Cela fait presque deux ans qu'il n'a pas entendu le son de la voix de son coussin Lucio, seul vestige de sa famille maternel. Si lui a perdu une mère, Lucio a perdu une tante. Sébastian le considère comme un grand frère ce n'est peut-être que le reflet de la relation fraternelle qu'avait Lucio et la femme qui lui à donner la vie. Ils l'ont perdu tous les deux quand elle est partie, et dans ses grandes grasses Lucio a tout fait pour ne pas perdre contact avec les enfants Mendoza, quitte à passer par des moyens détourné. Toujours dans la légalité bien évidemment. L'homme d'église qu'il est ne se permettrait pas de se monter contre les lois de son pays et encore moins contre les paroles du divins. Mais comme pour tout ce qui est écrit, chacun à le droit d'en faire sa propre interprétation.
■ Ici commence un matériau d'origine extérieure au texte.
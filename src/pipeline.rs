//! Image to ordered point sequence.
//!
//! extract edges -> dropout -> nearest neighbour sort -> rescale to the target
use crate::edges::{extract_edge_points, BitDepth, RgbaView};
use crate::sampling::{dropout, dropout_random, rescale, Dimensions};
use crate::sorting::{sort_by_distance_2d, SortOptions};
use crate::{Error, Point, MAX_COORD};
use log::debug;
use rand::rngs::SmallRng;
use rand::{Rng, SeedableRng};
use rayon::prelude::*;

#[derive(Debug, Clone, PartialEq)]
#[cfg_attr(feature = "serde", derive(serde::Serialize, serde::Deserialize))]
pub struct TransformConfig {
    /// Edge sensitivity, see [`BitDepth`]
    pub edge_bit_depth: u8,
    /// Fraction of edge points kept, in (0, 1]
    pub dropout: f64,
    /// Keep points at random instead of evenly spaced
    pub random_dropout: bool,
    pub source: Dimensions,
    pub target: Dimensions,
    /// Consecutive output points at least this far apart belong to different strokes
    pub max_distance: f64,
    pub sort: SortOptions,
}

impl Default for TransformConfig {
    fn default() -> Self {
        Self {
            edge_bit_depth: 3,
            dropout: 1.0,
            random_dropout: false,
            source: Dimensions::default(),
            target: Dimensions::default(),
            max_distance: 10.0,
            sort: SortOptions::default(),
        }
    }
}

impl TransformConfig {
    pub fn validate(&self) -> Result<(), Error> {
        self.checked_depth().map(|_| ())
    }

    /// Validate everything, handing back the parsed edge depth.
    fn checked_depth(&self) -> Result<BitDepth, Error> {
        let depth = BitDepth::new(self.edge_bit_depth)?;
        if !(self.dropout > 0.0 && self.dropout <= 1.0) {
            return Err(Error::InvalidDropout(self.dropout));
        }
        validate_dimensions(self.source)?;
        validate_dimensions(self.target)?;
        self.sort.validate()?;
        Ok(depth)
    }
}

fn validate_dimensions(dim: Dimensions) -> Result<(), Error> {
    let max = MAX_COORD as u32;
    if dim.width == 0 || dim.height == 0 || dim.width > max || dim.height > max {
        return Err(Error::InvalidDimensions {
            width: dim.width,
            height: dim.height,
        });
    }
    Ok(())
}

/// Runs the whole pipeline. Owns the random source used for random dropout.
#[derive(Debug, Clone)]
pub struct PointTransform<R = SmallRng> {
    rng: R,
}

impl PointTransform<SmallRng> {
    pub fn from_seed(seed: u64) -> Self {
        Self::new(SmallRng::seed_from_u64(seed))
    }

    pub fn from_entropy() -> Self {
        Self::new(SmallRng::from_entropy())
    }
}

impl<R: Rng> PointTransform<R> {
    pub fn new(rng: R) -> Self {
        Self { rng }
    }

    /// Turn the image behind `sample` into an ordered point sequence in target coordinates.
    ///
    /// `sample` is called once per source pixel and must return its intensity.
    pub fn transform<F>(
        &mut self,
        config: &TransformConfig,
        sample: F,
    ) -> Result<Vec<Point>, Error>
    where
        F: FnMut(u32, u32) -> u8,
    {
        let depth = config.checked_depth()?;
        let Dimensions { width, height } = config.source;

        let edges = extract_edge_points(sample, width, height, depth);
        let points = if config.random_dropout {
            dropout_random(&edges, config.dropout, &mut self.rng)
        } else {
            dropout(&edges, config.dropout)
        };
        debug!("{} edge points, {} kept", edges.len(), points.len());

        // points are still in source space here
        let (w, h) = (f64::from(width), f64::from(height));
        let sorted = sort_by_distance_2d(&points, w, h, &config.sort)?;
        debug!("sorted {} points", sorted.len());

        Ok(rescale(&sorted, config.source, config.target))
    }

    /// Run [`transform`](Self::transform) for every requested channel of `image` in parallel.
    ///
    /// The source dimensions of `config` are replaced by the image's. Every channel gets its own
    /// generator seeded from this transform's, so a seeded transform gives reproducible results.
    pub fn transform_channels(
        &mut self,
        config: &TransformConfig,
        image: &RgbaView<'_>,
        channels: &[usize],
    ) -> Result<Vec<Vec<Point>>, Error> {
        let config = TransformConfig {
            source: Dimensions::new(image.width(), image.height()),
            ..config.clone()
        };
        let seeds = channels
            .iter()
            .map(|_| self.rng.gen::<u64>())
            .collect::<Vec<_>>();

        channels
            .par_iter()
            .zip(seeds.into_par_iter())
            .map(|(&channel, seed)| {
                let sample = image.channel(channel)?;
                PointTransform::from_seed(seed).transform(&config, sample)
            })
            .collect()
    }
}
– Eglise Sainte-Anne, bonjour !
La voix féminine qui lui répond est douce et pleine d'enthousiasme, et pour cause ce n'est pas tous les jours que les gens appellent. Et espérons que lorsque c'est le cas se soit pour des cérémonie de joie et non de tristesse. Sébastian est légèrement déboussolé par ce ton. Il est trop sérieux, et pensait entendre la voix grave de son cousin. Il aurait dû se douter que le numéro qu'il lui avait donné il y a quelque année était celui de l'église où il officie.
– Allô ?
– Oui, je ...
Il eut un doute sur la façon de formuler la chose, il faut dire qu'il a quelque peu séché les cours de catéchisme, il ne se rappelle même plus comme il est arrivé à sa première communion. Il n'a d'ailleurs pas continué après cette célébration. Il fait l'effort d'aller à la messe de Noël, pour sa sœur, seul moment où il passe plus de deux heures assis à côté de son père.
– Monsieur ?
– Je voudrais parler à Lu- , au père Lucio, s'il vous plaît, se reprit-il.
Il croisait les doigts pour ne pas s'être trompé. Il devait avoir l'air ridicule au vu de la personne à l'autre côté du fil.
– Oui bien sûr, qui appelle ?
Il lui dit son prénom, il espère que ça suffit. Il attend une ou deux minutes. Avant qu'une voix ne revienne dans ses oreilles. Cette voix familière, au ton grave et chaleureux. Une voix qu'il se souvient à peine avoir entendue muer. Il a l'air de redevenir un petit garçon, ce petit garçon impressionné par un jeune homme de près de quinze ans son aîné. Ce petit garçon qui était admiratif face à l'homme qu'il voyait naître au fil des ans.
– Allô ?
Cette voix qui semble un peu cassée ou enrouée, qui donne à la personne qui la porte plus que son âge réel.
– Allô ? Sébastian ? redemande Lucio.
L'adolescent reste bloqué, il voudrait parler mais rien ne sort de ses lèvres. Seule sa respiration témoigne de sa présence. Dans le petit bureau de l'église, Lucio dispense la réceptionniste. Il s'assoit sur la chaise à roulettes qui doit être là depuis les années soixante-dix au vu du grincement des roues sur le parquet qui aurait bien besoin d'un vernissage. Il joue avec le fil du téléphone tout en tapotant sur le bois de la table. Toute la simplicité du lieu aujourd'hui montre qu'il a été au top du dernier cri d'une autre époque.
– Sébastian ... ça fait longtemps petit. Comment ça va ?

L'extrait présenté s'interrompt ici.